RECORDED DATA ::
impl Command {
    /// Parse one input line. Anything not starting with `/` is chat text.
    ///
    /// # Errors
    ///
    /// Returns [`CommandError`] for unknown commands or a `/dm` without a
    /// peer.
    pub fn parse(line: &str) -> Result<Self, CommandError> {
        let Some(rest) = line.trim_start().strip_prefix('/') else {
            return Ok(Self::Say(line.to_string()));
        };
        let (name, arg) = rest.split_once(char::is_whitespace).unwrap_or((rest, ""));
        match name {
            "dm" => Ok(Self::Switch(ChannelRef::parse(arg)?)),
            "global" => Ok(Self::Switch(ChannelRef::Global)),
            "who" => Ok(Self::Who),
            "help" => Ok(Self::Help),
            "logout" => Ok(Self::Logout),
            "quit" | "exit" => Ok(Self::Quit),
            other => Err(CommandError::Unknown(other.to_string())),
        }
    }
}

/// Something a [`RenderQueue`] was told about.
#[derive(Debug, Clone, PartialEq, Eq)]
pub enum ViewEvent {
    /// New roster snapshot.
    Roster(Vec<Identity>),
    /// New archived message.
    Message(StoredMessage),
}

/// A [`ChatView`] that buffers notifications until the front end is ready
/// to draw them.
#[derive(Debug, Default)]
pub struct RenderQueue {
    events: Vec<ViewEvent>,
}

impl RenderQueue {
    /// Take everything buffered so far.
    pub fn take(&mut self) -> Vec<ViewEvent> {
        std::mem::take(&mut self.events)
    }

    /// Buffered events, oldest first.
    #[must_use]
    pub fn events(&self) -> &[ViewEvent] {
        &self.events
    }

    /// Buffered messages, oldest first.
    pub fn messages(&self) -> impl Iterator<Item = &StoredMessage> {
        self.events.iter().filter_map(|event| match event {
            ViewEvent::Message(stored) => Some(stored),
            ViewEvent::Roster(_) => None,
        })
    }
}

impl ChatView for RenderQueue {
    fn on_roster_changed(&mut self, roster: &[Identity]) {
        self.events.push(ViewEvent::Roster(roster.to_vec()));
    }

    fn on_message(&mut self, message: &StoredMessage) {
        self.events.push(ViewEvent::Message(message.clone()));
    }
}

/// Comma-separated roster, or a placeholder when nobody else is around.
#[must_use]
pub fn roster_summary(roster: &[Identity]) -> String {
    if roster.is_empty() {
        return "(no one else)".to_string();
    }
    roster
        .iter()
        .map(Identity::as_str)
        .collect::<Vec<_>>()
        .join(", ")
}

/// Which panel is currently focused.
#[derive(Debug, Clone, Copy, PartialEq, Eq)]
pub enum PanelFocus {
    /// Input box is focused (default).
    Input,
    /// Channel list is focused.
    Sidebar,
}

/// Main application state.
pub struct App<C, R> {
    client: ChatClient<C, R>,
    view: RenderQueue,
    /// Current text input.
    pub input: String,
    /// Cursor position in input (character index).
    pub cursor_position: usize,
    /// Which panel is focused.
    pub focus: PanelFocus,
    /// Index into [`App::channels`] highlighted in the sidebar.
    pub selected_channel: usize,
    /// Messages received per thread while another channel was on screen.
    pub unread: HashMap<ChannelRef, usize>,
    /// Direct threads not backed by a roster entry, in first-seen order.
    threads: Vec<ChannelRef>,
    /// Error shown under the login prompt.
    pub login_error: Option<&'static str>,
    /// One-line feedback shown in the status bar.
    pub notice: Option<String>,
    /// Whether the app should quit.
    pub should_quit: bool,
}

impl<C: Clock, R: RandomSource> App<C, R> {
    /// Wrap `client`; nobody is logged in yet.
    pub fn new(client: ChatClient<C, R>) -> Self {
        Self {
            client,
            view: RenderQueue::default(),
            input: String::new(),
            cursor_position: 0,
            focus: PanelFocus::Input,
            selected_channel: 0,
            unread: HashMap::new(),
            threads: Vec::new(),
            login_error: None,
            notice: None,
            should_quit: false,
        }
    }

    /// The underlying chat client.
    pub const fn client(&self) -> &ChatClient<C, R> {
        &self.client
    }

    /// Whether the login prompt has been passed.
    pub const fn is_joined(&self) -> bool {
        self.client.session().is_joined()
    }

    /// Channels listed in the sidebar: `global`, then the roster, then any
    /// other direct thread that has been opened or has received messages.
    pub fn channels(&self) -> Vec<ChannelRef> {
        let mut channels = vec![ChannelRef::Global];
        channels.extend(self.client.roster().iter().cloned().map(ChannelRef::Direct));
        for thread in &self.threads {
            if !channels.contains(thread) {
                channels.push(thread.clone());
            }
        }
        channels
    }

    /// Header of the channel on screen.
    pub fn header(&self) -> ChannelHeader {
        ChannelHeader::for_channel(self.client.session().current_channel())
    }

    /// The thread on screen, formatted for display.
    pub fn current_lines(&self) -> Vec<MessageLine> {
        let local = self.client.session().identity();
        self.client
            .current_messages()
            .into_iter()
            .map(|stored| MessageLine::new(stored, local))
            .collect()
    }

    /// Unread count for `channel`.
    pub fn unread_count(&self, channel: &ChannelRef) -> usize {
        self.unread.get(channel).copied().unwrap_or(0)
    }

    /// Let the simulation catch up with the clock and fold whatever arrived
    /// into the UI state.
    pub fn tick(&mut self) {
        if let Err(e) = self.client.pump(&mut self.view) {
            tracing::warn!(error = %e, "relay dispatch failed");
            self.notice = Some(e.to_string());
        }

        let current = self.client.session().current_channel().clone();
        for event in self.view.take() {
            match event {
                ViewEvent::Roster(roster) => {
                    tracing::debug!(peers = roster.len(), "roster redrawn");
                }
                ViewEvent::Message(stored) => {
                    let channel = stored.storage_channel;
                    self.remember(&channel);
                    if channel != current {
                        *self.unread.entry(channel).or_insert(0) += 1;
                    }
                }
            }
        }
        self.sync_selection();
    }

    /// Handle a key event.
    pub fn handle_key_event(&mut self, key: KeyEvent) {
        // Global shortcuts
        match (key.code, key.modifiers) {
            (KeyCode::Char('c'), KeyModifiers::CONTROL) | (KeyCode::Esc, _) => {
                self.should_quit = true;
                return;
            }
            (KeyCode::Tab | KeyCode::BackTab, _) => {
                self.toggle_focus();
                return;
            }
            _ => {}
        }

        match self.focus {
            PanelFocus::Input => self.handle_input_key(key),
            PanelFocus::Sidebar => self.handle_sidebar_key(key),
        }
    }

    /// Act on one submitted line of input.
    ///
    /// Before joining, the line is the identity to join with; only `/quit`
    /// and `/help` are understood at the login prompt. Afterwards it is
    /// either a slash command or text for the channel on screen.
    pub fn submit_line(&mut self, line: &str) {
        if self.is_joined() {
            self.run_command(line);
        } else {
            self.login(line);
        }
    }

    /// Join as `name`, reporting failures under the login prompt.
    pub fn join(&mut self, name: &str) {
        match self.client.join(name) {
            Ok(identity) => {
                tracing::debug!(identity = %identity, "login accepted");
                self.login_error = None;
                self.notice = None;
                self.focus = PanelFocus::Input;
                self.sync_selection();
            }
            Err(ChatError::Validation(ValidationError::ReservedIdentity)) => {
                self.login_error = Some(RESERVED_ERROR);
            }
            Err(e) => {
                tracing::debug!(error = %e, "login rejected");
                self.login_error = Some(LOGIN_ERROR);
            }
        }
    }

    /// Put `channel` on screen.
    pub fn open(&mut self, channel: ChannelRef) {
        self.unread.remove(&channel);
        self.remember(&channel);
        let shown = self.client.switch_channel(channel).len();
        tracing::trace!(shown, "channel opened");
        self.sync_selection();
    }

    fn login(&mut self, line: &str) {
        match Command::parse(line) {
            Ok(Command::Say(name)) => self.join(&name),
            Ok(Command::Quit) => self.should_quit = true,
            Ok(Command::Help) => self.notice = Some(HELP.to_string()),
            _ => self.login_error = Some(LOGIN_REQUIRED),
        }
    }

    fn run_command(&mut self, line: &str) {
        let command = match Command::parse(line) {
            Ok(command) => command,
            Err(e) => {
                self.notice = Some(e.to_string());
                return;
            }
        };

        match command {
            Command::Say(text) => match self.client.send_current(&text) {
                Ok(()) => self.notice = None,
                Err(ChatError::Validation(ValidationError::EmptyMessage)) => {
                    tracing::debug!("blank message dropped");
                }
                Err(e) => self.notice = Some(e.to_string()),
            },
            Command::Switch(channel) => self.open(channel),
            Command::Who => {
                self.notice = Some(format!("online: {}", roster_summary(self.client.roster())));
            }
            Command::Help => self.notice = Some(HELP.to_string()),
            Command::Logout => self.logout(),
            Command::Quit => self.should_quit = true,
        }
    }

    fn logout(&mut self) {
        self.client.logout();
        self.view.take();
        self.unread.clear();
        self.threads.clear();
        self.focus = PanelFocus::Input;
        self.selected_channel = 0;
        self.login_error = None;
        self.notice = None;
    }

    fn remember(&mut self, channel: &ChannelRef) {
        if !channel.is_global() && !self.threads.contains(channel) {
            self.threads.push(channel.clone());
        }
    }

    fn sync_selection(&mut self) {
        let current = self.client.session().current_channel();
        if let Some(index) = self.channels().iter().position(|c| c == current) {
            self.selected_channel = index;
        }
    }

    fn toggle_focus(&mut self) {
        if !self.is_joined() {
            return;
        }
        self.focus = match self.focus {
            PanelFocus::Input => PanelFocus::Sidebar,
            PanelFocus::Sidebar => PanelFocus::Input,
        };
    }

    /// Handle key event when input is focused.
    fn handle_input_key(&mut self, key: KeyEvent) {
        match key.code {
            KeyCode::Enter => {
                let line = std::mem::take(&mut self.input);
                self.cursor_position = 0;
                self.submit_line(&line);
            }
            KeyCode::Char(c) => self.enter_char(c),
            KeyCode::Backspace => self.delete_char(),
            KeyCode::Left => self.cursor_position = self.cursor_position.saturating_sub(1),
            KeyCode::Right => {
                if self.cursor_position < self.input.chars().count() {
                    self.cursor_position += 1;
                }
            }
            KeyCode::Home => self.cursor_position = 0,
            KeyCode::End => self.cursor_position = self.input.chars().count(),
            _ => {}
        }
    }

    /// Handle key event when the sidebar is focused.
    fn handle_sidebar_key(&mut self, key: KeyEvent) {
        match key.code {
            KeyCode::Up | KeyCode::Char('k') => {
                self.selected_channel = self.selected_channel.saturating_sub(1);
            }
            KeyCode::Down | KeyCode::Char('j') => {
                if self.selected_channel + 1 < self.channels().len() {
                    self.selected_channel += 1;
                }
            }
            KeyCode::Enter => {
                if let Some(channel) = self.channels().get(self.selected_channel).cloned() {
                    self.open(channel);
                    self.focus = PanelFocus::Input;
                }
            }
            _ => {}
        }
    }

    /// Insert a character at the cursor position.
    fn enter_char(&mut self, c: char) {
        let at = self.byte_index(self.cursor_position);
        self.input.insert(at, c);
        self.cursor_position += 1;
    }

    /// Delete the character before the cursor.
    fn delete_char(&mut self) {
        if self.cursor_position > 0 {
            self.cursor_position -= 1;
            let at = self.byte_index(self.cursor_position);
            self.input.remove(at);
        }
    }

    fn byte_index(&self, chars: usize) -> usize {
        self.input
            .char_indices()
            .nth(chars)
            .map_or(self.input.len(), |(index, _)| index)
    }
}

DIRECTIONS FOR THIS TASK :: Please return every line in the data that includes the string "HashMap".

RESPONSE FOR THIS EXERCISE ::
    pub unread: HashMap<ChannelRef, usize>,
            unread: HashMap::new(),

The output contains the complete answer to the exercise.